Отступление либерализма 131
Что общего было у различных разновидностей фашизма, кроме общего сознания гегемонии Германии (после 1933 года), не так просто разглядеть. Теория никогда не была сильной стороной этих движений, опиравшихся на несовершенство интеллекта и рационализма и проповедовавших превосходство инстинкта и воли. Они привлекали всякого рода реакционных теоретиков в странах с активной консервативной интеллектуальной жизнью (Германия является типичным тому
примером), но то были декоративные, а не структурные элементы фашизма. Муссолини мог спокойно обойтись без своего домашнего философа Джованни Джентиле, а Гитлер, возможно, даже не знал о поддержке философа Хайдеггера. Фашизм нельзя отождествлять ни с определенной формой организации государства, как, например, корпоративное государство,— нацистская Германия быстро утратила интерес к подобным идеям, тем более что они противоречили единому и неделимому «Volks-gemeinschaft» («содружеству народа»). Даже такой бесспорно основной элемент, как расизм, первоначально отсутствовал в итальянском фашизме. С другой стороны, как мы уже видели, фашизм одобрял национализм, антикоммунизм, антилиберализм и т. п., в чем совпадал со взглядами других нефашистских правых элементов: Некоторые из них, особенно французские нефашистские реакционные группировки, поддерживали фашистскую политику уличного насилия.

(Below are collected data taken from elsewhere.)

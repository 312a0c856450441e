use std::sync::Arc;

use axum::extract::{Path, Query, State};
use axum::Json;
use chrono::{NaiveDate, NaiveDateTime, Utc};
use serde::{Deserialize, Serialize};

use crate::errors::AppError;
use crate::services::scheduling;
use crate::state::AppState;

#[derive(Deserialize)]
pub struct SlotsQuery {
    pub staff_id: String,
    pub service_id: String,
    pub date: NaiveDate,
}

#[derive(Serialize)]
pub struct SlotsResponse {
    pub date: NaiveDate,
    pub slots: Vec<NaiveDateTime>,
}

// GET /api/shops/:shop_id/available-slots?staff_id=..&service_id=..&date=YYYY-MM-DD
pub async fn available_slots(
    State(state): State<Arc<AppState>>,
    Path(shop_id): Path<String>,
    Query(query): Query<SlotsQuery>,
) -> Result<Json<SlotsResponse>, AppError> {
    let slots = scheduling::available_slots(
        &state,
        &shop_id,
        &query.staff_id,
        &query.service_id,
        query.date,
        Utc::now(),
    )?;
    Ok(Json(SlotsResponse {
        date: query.date,
        slots,
    }))
}
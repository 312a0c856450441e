use std::sync::{Arc, Mutex};

use tower_http::cors::CorsLayer;
use tower_http::trace::TraceLayer;
use tracing_subscriber::EnvFilter;

use barbershop::config::AppConfig;
use barbershop::db;
use barbershop::services::notifications::webhook::WebhookNotifier;
use barbershop::services::notifications::{LogNotifier, Notifier};
use barbershop::state::AppState;

#[tokio::main]
async fn main() -> anyhow::Result<()> {
    let _ = dotenvy::dotenv();

    tracing_subscriber::fmt()
        .with_env_filter(EnvFilter::try_from_default_env().unwrap_or_else(|_| "info".into()))
        .init();

    let config = AppConfig::from_env();

    let conn = db::init_db(&config.database_url)?;

    let notifier: Arc<dyn Notifier> = match &config.notify_webhook_url {
        Some(url) => {
            tracing::info!("sending booking events to webhook (url: {url})");
            Arc::new(WebhookNotifier::new(url.clone()))
        }
        None => {
            tracing::info!("NOTIFY_WEBHOOK_URL not set, booking events are only logged");
            Arc::new(LogNotifier)
        }
    };

    if config.admin_token == "changeme" {
        tracing::warn!("ADMIN_TOKEN is the default value, set it before exposing the server");
    }

    let state = Arc::new(AppState {
        db: Arc::new(Mutex::new(conn)),
        config: config.clone(),
        notifier,
    });

    let app = barbershop::router(state)
        .layer(TraceLayer::new_for_http())
        .layer(CorsLayer::permissive());

    let addr = format!("0.0.0.0:{}", config.port);
    tracing::info!("starting server on {addr}");

    let listener = tokio::net::TcpListener::bind(&addr).await?;
    axum::serve(listener, app).await?;

    Ok(())
}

Главным различием между фашистами и правыми было то, что фашизм существовал за счет мобилизации низов. По существу он принадлежал к эпохе демократической и народной политики, которую оплакивали традиционные реакционеры и пытались обойти поборники «органического государства». Фашизм гордился тем, что может мобилизовать массы, и символически поддерживал это в форме публичных театрализованных действ даже после прихода к власти (нюрнбергские факельные шествия, массы народа на площади Венеции, наблюдающие за жестикуляцией Муссолини, произносящего речи с балкона), что являлось характерным и для коммунистических движений. Фашисты были революционерами контрреволюции: своей риторикой, своим обращением к тем, кто считал себя жертвой общества, своими призывами к полному изменению существующего порядка, даже своим намеренным заимствованием символов и названий у революционеров, что так наглядно было продемонстрировано гитлеровской национал-социалистической рабочей партией с ее модифицированным красным флагом и немедленным введением в 1933 году большевистского i Мая в качестве официального праздника. Несмотря на то что фашизм брал на вооружение риторику о возвращении к старым традициям и получил большую поддержку от классов, которые действительно предпочли бы стереть из памяти прогрессивный прошлый век, это не было в настоящем смысле традиционалистское движение, как, например, движение карлистов Наварры, ставших одной из главных сил поддерж-132 «Эпоха катастроф»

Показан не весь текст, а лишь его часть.